On a sweet but skimpy featurette, Thandie Newton enthuses over how Paul Haggis' script for Crash piles up tonnes of coincidences, connections and cockeyed contrivances, but still manages to feel organic. She's right, too. After his scathingly lean script for Million Dollar Baby, Haggis sports a helmer's hat and spreads out here, casting his net over an atomised Los Angeles, joining the dots on a theme of pressure-pot racial tension and driving the film's emotional after-kick home without any dents.
Not that you haven't bumped into this kind of story before. Anyone even faintly familiar with Short Cuts, Magnolia and Grand Canyon will recognise Crash as one of a sub-genre of movies that transform a diffuse metropolis into a network of unlikely, awkward, fatal, redemptive or revelatory intimacies. Crash even dares to lay out its formal and thematic stall from the off, when Don Cheadle's detective talks about how people in LA crash into each other because no one there ever touches. (So no, this isn't to be confused with that Cronenberg flick in which the crash metaphor is all about touching. After a road traffic accident...)

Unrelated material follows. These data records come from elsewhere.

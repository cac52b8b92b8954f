use axum::http::StatusCode;
use axum::response::{IntoResponse, Response};
use axum::Json;
use miette::Diagnostic;
use serde_json::json;
use thiserror::Error;
use tracing::error;

/// Main error type for the relay
#[derive(Debug, Error, Diagnostic)]
pub enum Error {
    #[error("{0}")]
    #[diagnostic(code(relay::validation))]
    Validation(String),

    #[error("{0}")]
    #[diagnostic(code(relay::configuration))]
    Configuration(String),

    #[error("{service} returned HTTP {status}: {body}")]
    #[diagnostic(code(relay::upstream))]
    Upstream {
        service: &'static str,
        status: u16,
        body: String,
    },

    #[error("Environment error: {0}")]
    #[diagnostic(code(relay::environment), help("set it in the environment or in .env"))]
    Environment(String),

    #[error("Google authentication error: {0}")]
    #[diagnostic(code(relay::google_auth))]
    GoogleAuth(String),

    #[error("HTTP client error: {0}")]
    #[diagnostic(code(relay::http))]
    Http(#[from] reqwest::Error),

    #[error(transparent)]
    #[diagnostic(code(relay::io))]
    Io(#[from] std::io::Error),

    #[error("Serialization error: {0}")]
    #[diagnostic(code(relay::serialization))]
    Serialization(String),

    #[error("Other error: {0}")]
    #[diagnostic(code(relay::other))]
    Other(String),
}

impl From<serde_json::Error> for Error {
    fn from(err: serde_json::Error) -> Self {
        Error::Serialization(err.to_string())
    }
}

impl From<toml::de::Error> for Error {
    fn from(err: toml::de::Error) -> Self {
        Error::Serialization(err.to_string())
    }
}

impl From<url::ParseError> for Error {
    fn from(err: url::ParseError) -> Self {
        Error::Other(format!("Invalid upstream URL: {}", err))
    }
}

impl Error {
    /// HTTP status the relay answers with for this error
    pub fn status_code(&self) -> StatusCode {
        match self {
            Error::Validation(_) => StatusCode::BAD_REQUEST,
            Error::Upstream { status, .. } => {
                StatusCode::from_u16(*status).unwrap_or(StatusCode::BAD_GATEWAY)
            }
            _ => StatusCode::INTERNAL_SERVER_ERROR,
        }
    }
}

impl IntoResponse for Error {
    fn into_response(self) -> Response {
        let status = self.status_code();
        let body = match &self {
            Error::Upstream { service, body, .. } => json!({
                "error": format!("{} Error", service),
                "details": body,
            }),
            other => json!({ "error": other.to_string() }),
        };

        error!("Request failed with {}: {}", status, self);
        (status, Json(body)).into_response()
    }
}

/// Type alias for Result with our Error type
pub type RelayResult<T> = Result<T, Error>;

/// Helper to create environment errors
pub fn env_error(var: &str) -> Error {
    Error::Environment(format!("Missing environment variable: {}", var))
}

/// Helper to create configuration errors
pub fn config_error(message: &str) -> Error {
    Error::Configuration(message.to_string())
}

/// Helper to create validation errors
pub fn validation_error(message: &str) -> Error {
    Error::Validation(message.to_string())
}

/// Helper to create upstream errors
pub fn upstream_error(service: &'static str, status: u16, body: String) -> Error {
    Error::Upstream {
        service,
        status,
        body,
    }
}

/// Helper to create Google authentication errors
pub fn google_auth_error(message: &str) -> Error {
    Error::GoogleAuth(message.to_string())
}

/// Helper to create other errors
pub fn other_error(message: &str) -> Error {
    Error::Other(message.to_string())
}
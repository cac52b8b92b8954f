use crate::error::{upstream_error, RelayResult};
use reqwest::{Client, Response, StatusCode};
use serde::de::DeserializeOwned;
use tracing::error;

/// Create the HTTP client shared by all relays
pub fn create_client() -> Client {
    Client::builder()
        .user_agent(concat!(env!("CARGO_PKG_NAME"), "/", env!("CARGO_PKG_VERSION")))
        .build()
        .unwrap_or_else(|_| Client::new())
}

/// Decode an upstream JSON body, turning any non-2xx status into an upstream error
pub async fn read_json<T: DeserializeOwned>(
    service: &'static str,
    response: Response,
) -> RelayResult<T> {
    read_json_accepting(service, response, |status| status.is_success()).await
}

/// Decode an upstream JSON body when `accept` allows the status. Anything else becomes
/// an upstream error carrying the status and the raw body text.
pub async fn read_json_accepting<T, F>(
    service: &'static str,
    response: Response,
    accept: F,
) -> RelayResult<T>
where
    T: DeserializeOwned,
    F: Fn(StatusCode) -> bool,
{
    let status = response.status();
    if !accept(status) {
        let body = response
            .text()
            .await
            .unwrap_or_else(|_| "Could not read error response".to_string());
        error!("{} error: HTTP {} - {}", service, status, body);
        return Err(upstream_error(service, status.as_u16(), body));
    }

    Ok(response.json().await?)
}
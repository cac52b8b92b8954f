mod handlers;

pub use handlers::{
    appointments_handler, followups_handler, get_call_handler, health_handler,
    initiate_call_handler, leads_handler, list_calls_handler, HealthResponse,
};

use crate::components::Components;
use crate::config::Config;
use axum::routing::{get, post};
use axum::Router;
use std::sync::Arc;
use tower_http::{cors::CorsLayer, trace::TraceLayer};

/// Shared state handed to every handler
#[derive(Clone, Debug)]
pub struct AppState {
    pub config: Arc<Config>,
    pub components: Components,
}

impl AppState {
    pub fn new(config: Arc<Config>, components: Components) -> Self {
        Self { config, components }
    }
}

/// Build the relay router
pub fn router(state: AppState) -> Router {
    Router::new()
        .route("/health", get(health_handler))
        .route("/api/initiate-call", post(initiate_call_handler))
        // Path the dashboard front end posts to
        .route("/api/vapi/initiate-call", post(initiate_call_handler))
        .route("/api/vapi/calls", get(list_calls_handler))
        .route("/api/vapi/calls/{id}", get(get_call_handler))
        .route("/api/leads", get(leads_handler))
        .route("/api/followups", get(followups_handler))
        .route("/api/appointments", get(appointments_handler))
        .layer(TraceLayer::new_for_http())
        // The dashboard is served from another origin
        .layer(CorsLayer::permissive())
        .with_state(state)
}
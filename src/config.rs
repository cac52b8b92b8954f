use crate::error::{config_error, env_error, RelayResult};
use dotenvy::dotenv;
use serde::Deserialize;
use std::env;
use std::fs;
use std::path::{Path, PathBuf};

/// Spreadsheet the leads form writes into
pub const DEFAULT_SHEET_ID: &str = "1l_PBoX6lET_E8Pfm5wwBkAmaFObDJmpVmDlsereA_2k";
/// Range holding the form responses, header row included
pub const DEFAULT_LEADS_RANGE: &str = "Form Responses 1!A:J";
pub const DEFAULT_CALENDAR_ID: &str = "primary";
pub const DEFAULT_VAPI_BASE_URL: &str = "https://api.vapi.ai";
pub const DEFAULT_SHEETS_BASE_URL: &str = "https://sheets.googleapis.com/v4";
pub const DEFAULT_CALENDAR_BASE_URL: &str = "https://www.googleapis.com/calendar/v3";
pub const DEFAULT_HOST: &str = "0.0.0.0";
pub const DEFAULT_PORT: u16 = 3002;
pub const DEFAULT_CONFIG_FILE: &str = "config/relay.toml";

/// Vapi credentials. Each one is checked when a call endpoint is hit, not at startup.
#[derive(Debug, Clone, Default)]
pub struct VapiConfig {
    pub api_key: Option<String>,
    pub assistant_id: Option<String>,
    pub phone_number_id: Option<String>,
    pub base_url: String,
}

/// Google service account and resource settings
#[derive(Debug, Clone)]
pub struct GoogleConfig {
    /// Path to the service account JSON key
    pub credentials_path: PathBuf,
    pub calendar_id: String,
    pub sheet_id: String,
    pub leads_range: String,
    pub followups_range: Option<String>,
    pub sheets_base_url: String,
    pub calendar_base_url: String,
}

/// Main configuration structure for the relay
#[derive(Debug, Clone)]
pub struct Config {
    pub host: String,
    pub port: u16,
    pub vapi: VapiConfig,
    pub google: GoogleConfig,
}

/// Optional overrides read from `config/relay.toml`
#[derive(Debug, Default, Deserialize)]
struct FileConfig {
    sheet_id: Option<String>,
    leads_range: Option<String>,
    followups_range: Option<String>,
}

impl Config {
    /// Load configuration from `.env`, the process environment and the optional config file
    pub fn load() -> RelayResult<Self> {
        // Load .env file if it exists
        dotenv().ok();

        Self::from_lookup(|key| env::var(key).ok())
    }

    /// Build configuration from an arbitrary variable source. Empty values count as unset.
    pub fn from_lookup<F>(lookup: F) -> RelayResult<Self>
    where
        F: Fn(&str) -> Option<String>,
    {
        let var = |key: &str| lookup(key).filter(|value| !value.trim().is_empty());

        let credentials_path = var("GOOGLE_APPLICATION_CREDENTIALS")
            .map(PathBuf::from)
            .ok_or_else(|| env_error("GOOGLE_APPLICATION_CREDENTIALS"))?;

        let config_file = var("RELAY_CONFIG").unwrap_or_else(|| DEFAULT_CONFIG_FILE.to_string());
        let file = FileConfig::read(Path::new(&config_file))?;

        let port = match var("PORT") {
            Some(port) => port
                .parse::<u16>()
                .map_err(|_| config_error(&format!("Invalid PORT value: {}", port)))?,
            None => DEFAULT_PORT,
        };

        let vapi = VapiConfig {
            api_key: var("VAPI_API_KEY"),
            assistant_id: var("VAPI_ASSISTANT_ID"),
            phone_number_id: var("VAPI_PHONE_NUMBER"),
            base_url: var("VAPI_BASE_URL").unwrap_or_else(|| DEFAULT_VAPI_BASE_URL.to_string()),
        };

        let google = GoogleConfig {
            credentials_path,
            calendar_id: var("GOOGLE_CALENDAR_ID")
                .unwrap_or_else(|| DEFAULT_CALENDAR_ID.to_string()),
            sheet_id: var("GOOGLE_SHEET_ID")
                .or(file.sheet_id)
                .unwrap_or_else(|| DEFAULT_SHEET_ID.to_string()),
            leads_range: var("LEADS_RANGE")
                .or(file.leads_range)
                .unwrap_or_else(|| DEFAULT_LEADS_RANGE.to_string()),
            followups_range: var("FOLLOWUPS_RANGE").or(file.followups_range),
            sheets_base_url: var("GOOGLE_SHEETS_BASE_URL")
                .unwrap_or_else(|| DEFAULT_SHEETS_BASE_URL.to_string()),
            calendar_base_url: var("GOOGLE_CALENDAR_BASE_URL")
                .unwrap_or_else(|| DEFAULT_CALENDAR_BASE_URL.to_string()),
        };

        Ok(Config {
            host: var("HOST").unwrap_or_else(|| DEFAULT_HOST.to_string()),
            port,
            vapi,
            google,
        })
    }
}

impl FileConfig {
    /// A missing file is fine; a malformed one is not
    fn read(path: &Path) -> RelayResult<Self> {
        match fs::read_to_string(path) {
            Ok(content) => Ok(toml::from_str(&content)?),
            Err(e) if e.kind() == std::io::ErrorKind::NotFound => Ok(Self::default()),
            Err(e) => Err(e.into()),
        }
    }
}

But is it over-determined? Take a deep breath for the plot-plunge: Haggis' LA is populated with disconnected, multi-racial characters, spread out over a dozen-ish plot strands, who crash into each other over 36 hours, reveal their prejudices and are then shown to be near-huggably human. Exhibit A: a policewoman (Jennifer Esposito) resents being described as "Mexican" but mocks a Chinese motorist talking about a "blake light". Exhibit B: Matt Dillon's hard-assed patrolman gropes a jittery Newton before later rescuing her from a potentially fatal prang. Exhibit C: an Iranian shop-owner (Shaun Toub) is driven to arms by both racial harassment and his own prejudices. And so on...
How do you navigate all that without seeming forced? The only way to get it safely into the parking lot is by bringing supple writing to life with fully fleshed-out acting and careful directing. And for the most part, Crash pulls it off. Every castmember takes the wheel impeccably, from Sandra Bullock as a rich bitch who's not so much congenial as a personality-demolition ma'am, to Terrence Howard as a black TV director who buckles after years of saying yes to the Man. And while Haggis may not be the subtlest driver, he plays his film's excesses economically, unifying its bulk by shooting in patient, intimate close-ups and never cutting up his cast unduly.
Sure, Crash is over-plotted and overstuffed. Agonise over its coincidences and you might feel like you're being taken for a ride. By contrast, this DVD is under-powered, with only a 10-minute Making Of and a lucid but slightly back-slappy natter-track to sell it. But there's no denying Crash's potency as a big, mainstream film with plenty to say about how people connect and disconnect. And in a time when too many multiplex movies are lacking both ideas and direction, there's something noble about Crash's over-ambition.